The focus will be on techniques such as sketching, dimensionality reduction, sampling, hashing, and others.
Lars Arge (Aarhus University, Denmark)
In many modern applications that deal with massive data sets, communication between internal and external memory, and not actual computation time, is the bottleneck in the computation. This is due to the huge difference in access time of fast internal memory and slower external memory such as disks. In order to amortize this time over a large amount of data, disks typically read or write large blocks of contiguous data at once. This means that it is important to design algorithms with a high degree of locality in their disk access pattern, that is, algorithms where data accessed close in time is also stored close on disk. Such algorithms take advantage of block transfers by amortizing the large access time over a large number of accesses. In the area of I/O-efficient algorithms the main goal is to develop algorithms that minimize the number of block transfers (I/Os) used to solve a given problem. In these four lectures, we will cover fundamental I/O-efficient algorithms and data structures, such as sorting algorithms, search trees and priority queues. We will also discuss geometric problems, as well as geometric data structures for various range searching problems.
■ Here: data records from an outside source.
use crate::conditions;
use chrono::{DateTime, Datelike, NaiveDate, Utc};
use serde::Serialize;
use std::collections::BTreeMap;
use tracing::debug;

/// Maximum number of daily summaries produced per run.
pub const FORECAST_DAYS: usize = 5;

/// Condition assumed for samples that carry none.
const DEFAULT_CONDITION: &str = "Clear";

const WEEKDAY_LABELS: [&str; 7] = ["Sun", "Mon", "Tue", "Wed", "Thu", "Fri", "Sat"];

/// One three-hour forecast sample from the provider, temperatures in Celsius.
#[derive(Debug, Clone, PartialEq)]
pub struct RawForecastSample {
    pub timestamp_utc: DateTime<Utc>,
    pub min_temperature_c: Option<f64>,
    pub max_temperature_c: Option<f64>,
    pub rain_volume_3h_mm: Option<f64>,
    pub snow_volume_3h_mm: Option<f64>,
    pub precipitation_probability: Option<f64>,
    pub condition_code: Option<String>,
    pub icon_code: Option<String>,
}

impl RawForecastSample {
    /// Calendar date of the sample in UTC.
    pub fn date_key(&self) -> NaiveDate {
        self.timestamp_utc.date_naive()
    }

    fn precipitation_volume(&self) -> f64 {
        self.rain_volume_3h_mm.unwrap_or(0.0) + self.snow_volume_3h_mm.unwrap_or(0.0)
    }

    fn has_rain(&self) -> bool {
        self.rain_volume_3h_mm.is_some_and(|v| v > 0.0)
    }

    fn has_snow(&self) -> bool {
        self.snow_volume_3h_mm.is_some_and(|v| v > 0.0)
    }

    fn condition(&self) -> &str {
        self.condition_code
            .as_deref()
            .filter(|code| !code.is_empty())
            .unwrap_or(DEFAULT_CONDITION)
    }
}

/// Running per-day accumulator.
///
/// A fresh bucket holds no values; folding the first sample into it yields
/// exactly that sample's min/max/probability, and every later sample merges
/// only the fields it actually carries.
#[derive(Debug, Clone, PartialEq)]
pub struct DailyBucket {
    pub date: NaiveDate,
    pub min_temperature_c: Option<f64>,
    pub max_temperature_c: Option<f64>,
    pub max_precipitation_probability: Option<f64>,
    pub total_precipitation_mm: f64,
    pub saw_rain: bool,
    pub saw_snow: bool,
    /// Condition code occurrence counts in first-seen order.
    pub condition_counts: Vec<(String, u32)>,
    pub icon_code: Option<String>,
}

impl DailyBucket {
    pub fn new(date: NaiveDate) -> Self {
        Self {
            date,
            min_temperature_c: None,
            max_temperature_c: None,
            max_precipitation_probability: None,
            total_precipitation_mm: 0.0,
            saw_rain: false,
            saw_snow: false,
            condition_counts: Vec::new(),
            icon_code: None,
        }
    }

    pub fn absorb(&mut self, sample: &RawForecastSample) {
        self.min_temperature_c = merge(self.min_temperature_c, sample.min_temperature_c, f64::min);
        self.max_temperature_c = merge(self.max_temperature_c, sample.max_temperature_c, f64::max);
        self.max_precipitation_probability = merge(
            self.max_precipitation_probability,
            sample.precipitation_probability,
            f64::max,
        );

        self.total_precipitation_mm += sample.precipitation_volume();
        self.saw_rain |= sample.has_rain();
        self.saw_snow |= sample.has_snow();

        let condition = sample.condition();
        match self
            .condition_counts
            .iter()
            .position(|entry| entry.0 == condition)
        {
            Some(index) => self.condition_counts[index].1 += 1,
            None => self.condition_counts.push((condition.to_string(), 1)),
        }

        if self.icon_code.is_none() {
            if let Some(icon) = sample.icon_code.as_deref().filter(|s| !s.is_empty()) {
                self.icon_code = Some(icon.to_string());
            }
        }
    }

    /// Most frequent condition code; the first-seen code wins ties.
    pub fn dominant_condition(&self) -> &str {
        let mut best: Option<(&str, u32)> = None;
        for (code, count) in &self.condition_counts {
            match best {
                Some((_, best_count)) if *count <= best_count => {}
                _ => best = Some((code.as_str(), *count)),
            }
        }
        best.map(|(code, _)| code).unwrap_or(DEFAULT_CONDITION)
    }

    pub fn precipitation_kind(&self) -> PrecipitationKind {
        match (self.saw_rain, self.saw_snow) {
            (true, true) => PrecipitationKind::RainAndSnow,
            (false, true) => PrecipitationKind::Snow,
            (true, false) => PrecipitationKind::Rain,
            (false, false) => PrecipitationKind::None,
        }
    }

    pub fn summarize(&self) -> DailySummary {
        let condition = self.dominant_condition().to_string();
        let condition_label = conditions::describe(Some(condition.as_str())).to_string();
        let condition_emoji = conditions::emoji(Some(condition.as_str()));

        DailySummary {
            date: self.date,
            weekday_label: weekday_label(self.date),
            min_temperature_c: self.min_temperature_c,
            max_temperature_c: self.max_temperature_c,
            precipitation_probability_percent: (self
                .max_precipitation_probability
                .unwrap_or(0.0)
                * 100.0)
                .round() as i32,
            precipitation_mm: (self.total_precipitation_mm * 10.0).round() / 10.0,
            precipitation_kind: self.precipitation_kind(),
            condition,
            condition_label,
            condition_emoji,
            icon_code: self.icon_code.clone(),
        }
    }
}

fn merge(current: Option<f64>, incoming: Option<f64>, pick: fn(f64, f64) -> f64) -> Option<f64> {
    match (current, incoming) {
        (Some(a), Some(b)) => Some(pick(a, b)),
        (None, b) => b,
        (a, None) => a,
    }
}

/// Kind of precipitation observed during a day.
#[derive(Debug, Clone, Copy, PartialEq, Eq, Serialize)]
#[serde(rename_all = "snake_case")]
pub enum PrecipitationKind {
    RainAndSnow,
    Snow,
    Rain,
    None,
}

impl PrecipitationKind {
    pub fn label(&self) -> &'static str {
        match self {
            PrecipitationKind::RainAndSnow => "rain and snow",
            PrecipitationKind::Snow => "snow",
            PrecipitationKind::Rain => "rain",
            PrecipitationKind::None => "no precipitation",
        }
    }
}

/// Finalized forecast for one calendar day.
#[derive(Debug, Clone, PartialEq, Serialize)]
pub struct DailySummary {
    pub date: NaiveDate,
    pub weekday_label: &'static str,
    pub min_temperature_c: Option<f64>,
    pub max_temperature_c: Option<f64>,
    pub precipitation_probability_percent: i32,
    /// Total rain plus snow, rounded to one decimal.
    pub precipitation_mm: f64,
    pub precipitation_kind: PrecipitationKind,
    pub condition: String,
    pub condition_label: String,
    pub condition_emoji: &'static str,
    pub icon_code: Option<String>,
}

impl DailySummary {
    /// Date formatted as `YYYY-MM-DD`.
    pub fn date_key(&self) -> String {
        self.date.format("%Y-%m-%d").to_string()
    }
}

/// Weekday label for a calendar date, Sunday first.
pub fn weekday_label(date: NaiveDate) -> &'static str {
    WEEKDAY_LABELS[date.weekday().num_days_from_sunday() as usize]
}

/// Group samples into UTC calendar days.
pub fn bucket_by_day(samples: &[RawForecastSample]) -> BTreeMap<NaiveDate, DailyBucket> {
    let mut buckets: BTreeMap<NaiveDate, DailyBucket> = BTreeMap::new();
    for sample in samples {
        let date = sample.date_key();
        buckets
            .entry(date)
            .or_insert_with(|| DailyBucket::new(date))
            .absorb(sample);
    }
    buckets
}

/// Aggregate raw samples into at most [`FORECAST_DAYS`] daily summaries,
/// ascending by date.
pub fn aggregate(samples: &[RawForecastSample]) -> Vec<DailySummary> {
    let buckets = bucket_by_day(samples);

    debug!(
        "Aggregated {} samples into {} days",
        samples.len(),
        buckets.len()
    );

    buckets
        .values()
        .take(FORECAST_DAYS)
        .map(DailyBucket::summarize)
        .collect()
}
Mihai Budiu (Microsoft Research, USA)
This course will cover fundamental principles and techniques for building large-scale data parallel batch processing systems, with examples based on the DryadLINQ software stack, developed at Microsoft Research. We will start by discussing LINQ (language-integrated query), a functional data-parallel language, highlighting features which make it particularly suitable for large-scale parallelization. We then discuss the software architecture of a compiler/runtime for running LINQ on large-scale clusters (thousands of machines), highlighting distributed storage, distributed reliable execution, and compilation.
Giuseppe F. Italiano (University of Rome “Tor Vergata”, Italy)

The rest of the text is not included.